January 15, 2025

McGaughey aims for first Arlington Million win with Boisterous

Last updated: 8/14/12 2:09 PM


McGaughey aims for first Arlington Million win with
Boisterous

“Shug” McGaughey has won many of the
sport’s top prizes including classic and Breeders’ Cup races, but the Hall of
Fame trainer would consider the Grade 1 Arlington Million as one of his crowning
achievements should Boisterous win on Saturday.

“I’m dating myself with this, but I was
there for the first one, and I think it’s a great race,” McGaughey said Tuesday.
“I was training at Arlington that summer and they said, ‘We’re going to run a
million-dollar race,’ and that was the craziest thing I ever heard. It would be
a nice race for me or anyone else to win.”

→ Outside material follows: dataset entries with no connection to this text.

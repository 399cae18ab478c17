//! Stream controller configuration.
//!
//! Configuration is loaded from environment variables. The API password is
//! held as a `SecretString` and redacted in Debug output.

use crate::services::admission::{EvictionPolicy, DEFAULT_MAX_STREAMS};
use secrecy::SecretString;
use std::collections::HashMap;
use std::env;
use std::fmt;
use thiserror::Error;

/// Default HTTP bind address.
pub const DEFAULT_BIND_ADDRESS: &str = "0.0.0.0:8083";

/// Default per-request timeout in seconds.
pub const DEFAULT_REQUEST_TIMEOUT_SECONDS: u64 = 30;

/// Default drain period after a shutdown signal, in seconds.
pub const DEFAULT_DRAIN_SECONDS: u64 = 30;

/// Default instance ID prefix.
pub const DEFAULT_INSTANCE_ID_PREFIX: &str = "sc";

/// Credentials for HTTP Basic auth on the stream routes.
#[derive(Clone)]
pub struct ApiCredentials {
    pub username: String,
    pub password: SecretString,
}

/// Stream controller configuration.
#[derive(Clone)]
pub struct Config {
    /// Server bind address (default: "0.0.0.0:8083").
    pub bind_address: String,

    /// Registry capacity (default: 4).
    pub max_streams: usize,

    /// Which stream gets evicted when the registry is full.
    pub eviction_policy: EvictionPolicy,

    /// Per-request timeout in seconds (default: 30).
    pub request_timeout_seconds: u64,

    /// Basic auth credentials. `None` leaves the stream routes open.
    pub api_credentials: Option<ApiCredentials>,

    /// Unique identifier for this instance, reported by `/health`.
    pub instance_id: String,

    /// Seconds to wait after a shutdown signal before exiting (default: 30).
    pub drain_seconds: u64,
}

impl fmt::Debug for Config {
    fn fmt(&self, f: &mut fmt::Formatter<'_>) -> fmt::Result {
        let username = self
            .api_credentials
            .as_ref()
            .map(|credentials| credentials.username.as_str());

        f.debug_struct("Config")
            .field("bind_address", &self.bind_address)
            .field("max_streams", &self.max_streams)
            .field("eviction_policy", &self.eviction_policy)
            .field("request_timeout_seconds", &self.request_timeout_seconds)
            .field("api_username", &username)
            .field(
                "api_password",
                &self.api_credentials.as_ref().map(|_| "[REDACTED]"),
            )
            .field("instance_id", &self.instance_id)
            .field("drain_seconds", &self.drain_seconds)
            .finish()
    }
}

#[derive(Debug, Error)]
pub enum ConfigError {
    #[error("Invalid max streams configuration: {0}")]
    InvalidMaxStreams(String),

    #[error("Invalid eviction policy configuration: {0}")]
    InvalidEvictionPolicy(String),

    #[error("Invalid request timeout configuration: {0}")]
    InvalidRequestTimeout(String),

    #[error("Invalid drain period configuration: {0}")]
    InvalidDrainPeriod(String),

    #[error("Invalid API credentials configuration: {0}")]
    InvalidCredentials(String),
}

impl Config {
    /// Load configuration from environment variables.
    pub fn from_env() -> Result<Self, ConfigError> {
        Self::from_vars(&env::vars().collect())
    }

    /// Load configuration from a HashMap (for testing).
    pub fn from_vars(vars: &HashMap<String, String>) -> Result<Self, ConfigError> {
        let bind_address = vars
            .get("BIND_ADDRESS")
            .cloned()
            .unwrap_or_else(|| DEFAULT_BIND_ADDRESS.to_string());

        let max_streams = if let Some(value_str) = vars.get("SC_MAX_STREAMS") {
            let value: usize = value_str.parse().map_err(|e| {
                ConfigError::InvalidMaxStreams(format!(
                    "SC_MAX_STREAMS must be a valid positive integer, got '{}': {}",
                    value_str, e
                ))
            })?;

            if value == 0 {
                return Err(ConfigError::InvalidMaxStreams(
                    "SC_MAX_STREAMS must be greater than 0".to_string(),
                ));
            }

            value
        } else {
            DEFAULT_MAX_STREAMS
        };

        let eviction_policy = match vars.get("SC_EVICTION_POLICY") {
            Some(value_str) => value_str
                .parse::<EvictionPolicy>()
                .map_err(ConfigError::InvalidEvictionPolicy)?,
            None => EvictionPolicy::default(),
        };

        let request_timeout_seconds = parse_seconds(
            vars,
            "SC_REQUEST_TIMEOUT_SECONDS",
            DEFAULT_REQUEST_TIMEOUT_SECONDS,
        )
        .map_err(ConfigError::InvalidRequestTimeout)?;

        if request_timeout_seconds == 0 {
            return Err(ConfigError::InvalidRequestTimeout(
                "SC_REQUEST_TIMEOUT_SECONDS must be greater than 0".to_string(),
            ));
        }

        // Zero is allowed and skips the drain
        let drain_seconds = parse_seconds(vars, "SC_DRAIN_SECONDS", DEFAULT_DRAIN_SECONDS)
            .map_err(ConfigError::InvalidDrainPeriod)?;

        let api_credentials = match (vars.get("SC_API_USERNAME"), vars.get("SC_API_PASSWORD")) {
            (Some(username), Some(password)) => {
                if username.is_empty() || password.is_empty() {
                    return Err(ConfigError::InvalidCredentials(
                        "SC_API_USERNAME and SC_API_PASSWORD must not be empty".to_string(),
                    ));
                }
                Some(ApiCredentials {
                    username: username.clone(),
                    password: SecretString::from(password.clone()),
                })
            }
            (None, None) => None,
            _ => {
                return Err(ConfigError::InvalidCredentials(
                    "SC_API_USERNAME and SC_API_PASSWORD must be set together".to_string(),
                ))
            }
        };

        let instance_id = vars.get("SC_INSTANCE_ID").cloned().unwrap_or_else(|| {
            let hostname = std::env::var("HOSTNAME").unwrap_or_else(|_| "unknown".to_string());
            let uuid_suffix = uuid::Uuid::new_v4().to_string();
            let short_suffix = uuid_suffix.get(..8).unwrap_or("00000000");
            format!(
                "{}-{}-{}",
                DEFAULT_INSTANCE_ID_PREFIX, hostname, short_suffix
            )
        });

        Ok(Config {
            bind_address,
            max_streams,
            eviction_policy,
            request_timeout_seconds,
            api_credentials,
            instance_id,
            drain_seconds,
        })
    }
}

fn parse_seconds(
    vars: &HashMap<String, String>,
    name: &str,
    default: u64,
) -> Result<u64, String> {
    match vars.get(name) {
        Some(value_str) => value_str.parse().map_err(|e| {
            format!(
                "{} must be a valid non-negative integer, got '{}': {}",
                name, value_str, e
            )
        }),
        None => Ok(default),
    }
}

#[cfg(test)]
#[allow(clippy::unwrap_used, clippy::expect_used)]
mod tests {
    use super::*;
    use secrecy::ExposeSecret;

    #[test]
    fn test_from_vars_success_with_defaults() {
        let vars = HashMap::new();

        let config = Config::from_vars(&vars).expect("Config should load successfully");

        assert_eq!(config.bind_address, DEFAULT_BIND_ADDRESS);
        assert_eq!(config.max_streams, 4);
        assert_eq!(config.eviction_policy, EvictionPolicy::OldestAdmitted);
        assert_eq!(
            config.request_timeout_seconds,
            DEFAULT_REQUEST_TIMEOUT_SECONDS
        );
        assert!(config.api_credentials.is_none());
        assert_eq!(config.drain_seconds, DEFAULT_DRAIN_SECONDS);
        assert!(config.instance_id.starts_with("sc-"));
    }

    #[test]
    fn test_from_vars_success_with_custom_values() {
        let vars = HashMap::from([
            ("BIND_ADDRESS".to_string(), "127.0.0.1:9000".to_string()),
            ("SC_MAX_STREAMS".to_string(), "16".to_string()),
            (
                "SC_EVICTION_POLICY".to_string(),
                "least-recently-touched".to_string(),
            ),
            ("SC_REQUEST_TIMEOUT_SECONDS".to_string(), "5".to_string()),
            ("SC_API_USERNAME".to_string(), "operator".to_string()),
            ("SC_API_PASSWORD".to_string(), "hunter2".to_string()),
            ("SC_INSTANCE_ID".to_string(), "sc-custom-001".to_string()),
            ("SC_DRAIN_SECONDS".to_string(), "0".to_string()),
        ]);

        let config = Config::from_vars(&vars).expect("Config should load successfully");

        assert_eq!(config.bind_address, "127.0.0.1:9000");
        assert_eq!(config.max_streams, 16);
        assert_eq!(config.eviction_policy, EvictionPolicy::LeastRecentlyTouched);
        assert_eq!(config.request_timeout_seconds, 5);
        assert_eq!(config.instance_id, "sc-custom-001");
        assert_eq!(config.drain_seconds, 0);

        let credentials = config.api_credentials.expect("credentials should be set");
        assert_eq!(credentials.username, "operator");
        assert_eq!(credentials.password.expose_secret(), "hunter2");
    }

    #[test]
    fn test_max_streams_rejects_zero() {
        let vars = HashMap::from([("SC_MAX_STREAMS".to_string(), "0".to_string())]);

        let result = Config::from_vars(&vars);
        assert!(
            matches!(result, Err(ConfigError::InvalidMaxStreams(msg)) if msg.contains("must be greater than 0"))
        );
    }

    #[test]
    fn test_max_streams_rejects_non_numeric() {
        let vars = HashMap::from([("SC_MAX_STREAMS".to_string(), "four".to_string())]);

        let result = Config::from_vars(&vars);
        assert!(
            matches!(result, Err(ConfigError::InvalidMaxStreams(msg)) if msg.contains("must be a valid positive integer"))
        );
    }

    #[test]
    fn test_eviction_policy_rejects_unknown() {
        let vars = HashMap::from([("SC_EVICTION_POLICY".to_string(), "random".to_string())]);

        let result = Config::from_vars(&vars);
        assert!(matches!(result, Err(ConfigError::InvalidEvictionPolicy(_))));
    }

    #[test]
    fn test_request_timeout_rejects_zero() {
        let vars = HashMap::from([("SC_REQUEST_TIMEOUT_SECONDS".to_string(), "0".to_string())]);

        let result = Config::from_vars(&vars);
        assert!(
            matches!(result, Err(ConfigError::InvalidRequestTimeout(msg)) if msg.contains("must be greater than 0"))
        );
    }

    #[test]
    fn test_drain_seconds_rejects_negative() {
        let vars = HashMap::from([("SC_DRAIN_SECONDS".to_string(), "-1".to_string())]);

        let result = Config::from_vars(&vars);
        assert!(
            matches!(result, Err(ConfigError::InvalidDrainPeriod(msg)) if msg.contains("SC_DRAIN_SECONDS"))
        );
    }

    #[test]
    fn test_credentials_require_both_vars() {
        let vars = HashMap::from([("SC_API_USERNAME".to_string(), "operator".to_string())]);

        let result = Config::from_vars(&vars);
        assert!(
            matches!(result, Err(ConfigError::InvalidCredentials(msg)) if msg.contains("set together"))
        );
    }

    #[test]
    fn test_credentials_reject_empty_password() {
        let vars = HashMap::from([
            ("SC_API_USERNAME".to_string(), "operator".to_string()),
            ("SC_API_PASSWORD".to_string(), String::new()),
        ]);

        let result = Config::from_vars(&vars);
        assert!(matches!(result, Err(ConfigError::InvalidCredentials(_))));
    }

    #[test]
    fn test_debug_redacts_password() {
        let vars = HashMap::from([
            ("SC_API_USERNAME".to_string(), "operator".to_string()),
            ("SC_API_PASSWORD".to_string(), "hunter2".to_string()),
        ]);
        let config = Config::from_vars(&vars).expect("Config should load successfully");

        let debug_output = format!("{:?}", config);

        assert!(debug_output.contains("[REDACTED]"));
        assert!(debug_output.contains("operator"));
        assert!(!debug_output.contains("hunter2"));
    }
}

Boisterous will be a part of a busy
Saturday for Shug, who will be at Saratoga saddling Sea Island in the Grade 1
Alabama and Point of Entry in the Grade 1 Sword Dancer Invitational. The Sword
Dancer is also for turf males, and McGaughey said it has been his plan all along
to point the Phipps Stable homebreds — Boisterous and Point of Entry — to
different Grade 1 races this summer.

“I wanted to keep them separated but in
good company also,” McGaughey said. “Boisterous had a nice work (on Monday). He
seems to be coming into the race good; he’ll be a factor.”

Although McGaughey wants to keep
Boisterous and Point of Entry away from each other in the starting gate, he has
worked them together. The pair went five furlongs together in 1:00 2/5 on August
7 at Saratoga but they worked separately on Monday.

Boisterous has two wins from four starts
at the Million distance of 1 1/4 miles, and McGaughey said he would like new
jockey Jose Lezcano to have Boisterous closer to the pace than in the Grade 3
Arlington Handicap, where he 11 lengths behind through a half in :48 2/5.

Boisterous is McGaughey’s third Million
entrant, but he would only be the trainer’s second starter. McGaughey scratched
Lure in 1993 because of soft ground and saddled Good Reward to an eighth-place
finish in 2005 on yielding going.

“Lure was the morning-line favorite, but
he didn’t favor soft turf, and when I got there that day it had been raining as
hard as it could all day, so we had to scratch,” McGaughey said. “Good Reward
didn’t like the softer turf either, but Boisterous would like it. Soft would be
fine with us.”

The course is unlikely to be rated as
soft come Saturday afternoon, but forecasted rain for mid-week could give the
turf that “give” McGaughey wants.

“A little bit of give would help,”
McGaughey said. “It was hard in the (Grade 1) Manhattan, and (Boisterous)
finished fast, but he doesn’t have quite the same kick when it’s hard. It
doesn’t have to be soft, but we want a little bit of give.”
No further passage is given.